Jackie had been frozen in place, eyes bright with tears and fear, unable to move as he seemed to be re-living some God-awful memory. She had stuffed her knuckles into her mouth, and a keening moan started from somewhere deep within her.
Another man came running into the hut and Ebele ordered him to take her place and keep Eric still. She came back with a glass of a milky-looking liquid and tried to force it down Eric's throat.
He growled ferociously at her and jerked his arm wildly, causing one of the men to come flying forward into Ebele. The glass crashed to the ground.
It brought Jackie leaping forward in a frenzy.
"No! Noo!" she screamed at them. "You're hurting him, let him go!" She latched on to one of the men's arms, trying to get him to let go of a struggling Eric.
"Miss Jackie. Jackie!" Ebele grunted and hauled Jackie bodily off. "Look at Ebele!" she commanded. "Look at me!"
Mercifully Jackie obeyed, responding to the tone of her voice.
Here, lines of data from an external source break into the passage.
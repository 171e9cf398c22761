use axum::http::StatusCode;
use serde_json::json;

use crate::integration::common::{TestApp, setup_test_app};

async fn seed(app: &TestApp) -> (i64, i64) {
    let (_, astronomer) = app
        .post("/astronomers", json!({"first_name": "Galileo", "last_name": "Galilei"}))
        .await;
    let (_, body) = app
        .post("/celestial-bodies", json!({"name": "Jupiter", "type": "planet"}))
        .await;
    (
        astronomer["id"].as_i64().unwrap(),
        body["id"].as_i64().unwrap(),
    )
}

#[tokio::test]
async fn one_observation_per_body_per_day() {
    let app = setup_test_app().await;
    let (astronomer_id, body_id) = seed(&app).await;

    let (status, body) = app
        .post(
            "/observations",
            json!({
                "astronomer_id": astronomer_id,
                "celestial_body_id": body_id,
                "observation_date": "2024-01-07T20:00:00Z",
                "duration_hours": 2.5
            }),
        )
        .await;
    assert_eq!(status, StatusCode::CREATED);
    assert_eq!(body["astronomer_name"], "Galileo Galilei");
    assert_eq!(body["celestial_body_name"], "Jupiter");

    let (status, body) = app
        .post(
            "/observations",
            json!({
                "astronomer_id": astronomer_id,
                "celestial_body_id": body_id,
                "observation_date": "2024-01-07T23:30:00Z"
            }),
        )
        .await;
    assert_eq!(status, StatusCode::BAD_REQUEST);
    assert_eq!(body["error"], "conflict");

    let (status, _) = app
        .post(
            "/observations",
            json!({
                "astronomer_id": astronomer_id,
                "celestial_body_id": body_id,
                "observation_date": "2024-01-08T00:30:00Z"
            }),
        )
        .await;
    assert_eq!(status, StatusCode::CREATED);
}

#[tokio::test]
async fn missing_references_are_not_found() {
    let app = setup_test_app().await;
    let (astronomer_id, _) = seed(&app).await;

    let (status, body) = app
        .post(
            "/observations",
            json!({
                "astronomer_id": astronomer_id,
                "celestial_body_id": 777,
                "observation_date": "2024-01-07T20:00:00Z"
            }),
        )
        .await;
    assert_eq!(status, StatusCode::NOT_FOUND);
    assert_eq!(body["error"], "not_found");
}

#[tokio::test]
async fn deleting_body_cascades_to_observations() {
    let app = setup_test_app().await;
    let (astronomer_id, body_id) = seed(&app).await;
    let (_, observation) = app
        .post(
            "/observations",
            json!({
                "astronomer_id": astronomer_id,
                "celestial_body_id": body_id,
                "observation_date": "2024-01-07T20:00:00Z"
            }),
        )
        .await;
    let observation_id = observation["id"].as_i64().unwrap();

    let (_, observers) = app.get(&format!("/celestial-bodies/{body_id}/observers")).await;
    assert_eq!(observers["observer_count"], 1);
    assert_eq!(observers["observers"][0]["observation_count"], 1);

    assert_eq!(app.delete(&format!("/celestial-bodies/{body_id}")).await, StatusCode::NO_CONTENT);
    let (status, _) = app.get(&format!("/observations/{observation_id}")).await;
    assert_eq!(status, StatusCode::NOT_FOUND);
}

#[tokio::test]
async fn update_list_and_statistics() {
    let app = setup_test_app().await;
    let (astronomer_id, body_id) = seed(&app).await;
    for date in ["2024-01-07T20:00:00Z", "2024-01-10T20:00:00Z"] {
        app.post(
            "/observations",
            json!({
                "astronomer_id": astronomer_id,
                "celestial_body_id": body_id,
                "observation_date": date,
                "location": "Padua"
            }),
        )
        .await;
    }

    let (status, list) = app
        .get(&format!("/observations?astronomer_id={astronomer_id}"))
        .await;
    assert_eq!(status, StatusCode::OK);
    assert_eq!(list.as_array().unwrap().len(), 2);
    assert_eq!(list[0]["observation_date"], "2024-01-10T20:00:00Z");

    let (_, list) = app
        .get("/observations?start_date=2024-01-09T00:00:00Z")
        .await;
    assert_eq!(list.as_array().unwrap().len(), 1);

    let id = list[0]["id"].as_i64().unwrap();
    let (status, updated) = app
        .put(&format!("/observations/{id}"), json!({"notes": "Four moons"}))
        .await;
    assert_eq!(status, StatusCode::OK);
    assert_eq!(updated["notes"], "Four moons");
    assert_eq!(updated["location"], "Padua");

    let (_, page) = app
        .get(&format!("/astronomers/{astronomer_id}/observations?limit=1"))
        .await;
    assert_eq!(page["observation_count"], 2);
    assert_eq!(page["observations"].as_array().unwrap().len(), 1);

    let (status, stats) = app.get("/observations/statistics").await;
    assert_eq!(status, StatusCode::OK);
    assert_eq!(stats["total_observations"], 2);
    assert_eq!(stats["top_astronomers"][0]["name"], "Galileo Galilei");
    assert_eq!(stats["top_celestial_bodies"][0]["observation_count"], 2);

    assert_eq!(app.delete(&format!("/observations/{id}")).await, StatusCode::NO_CONTENT);
    let (status, _) = app.get(&format!("/observations/{id}")).await;
    assert_eq!(status, StatusCode::NOT_FOUND);
}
She raised half-crazed eyes to Ebele's calm and lucid ones. "Focus!"
Jackie nodded dumbly and somehow she started to get ahold of herself.
"Okay," she said her voice breaking. "Okay, what do you need me to do?"
"Ah need to sedate him," Ebele said as she moved briskly to fix up more of the milky liquid. She glanced at Jackie. "Ah cannot work if he fights me."
Jackie licked her dry lips and nodded.
Somehow they managed to get him to drink it. He fought them through it all. Amid the blur of her tears and pleas for him to forgive her she managed to help Ebele pour the liquid down his throat. It worked fast and his struggles grew weaker till eventually they ceased as the drug took him.
Ebele quickly got to work, cleaning up the wound as best as she could, before pulling jars off her shelves and creating some herbal smelling poultice that she slathered on his back before she covered the wound loosely with sterile bandages.
Jackie helped Ebele as best as she could, and when it was all done, she put her head next to Eric's on the cot and cried.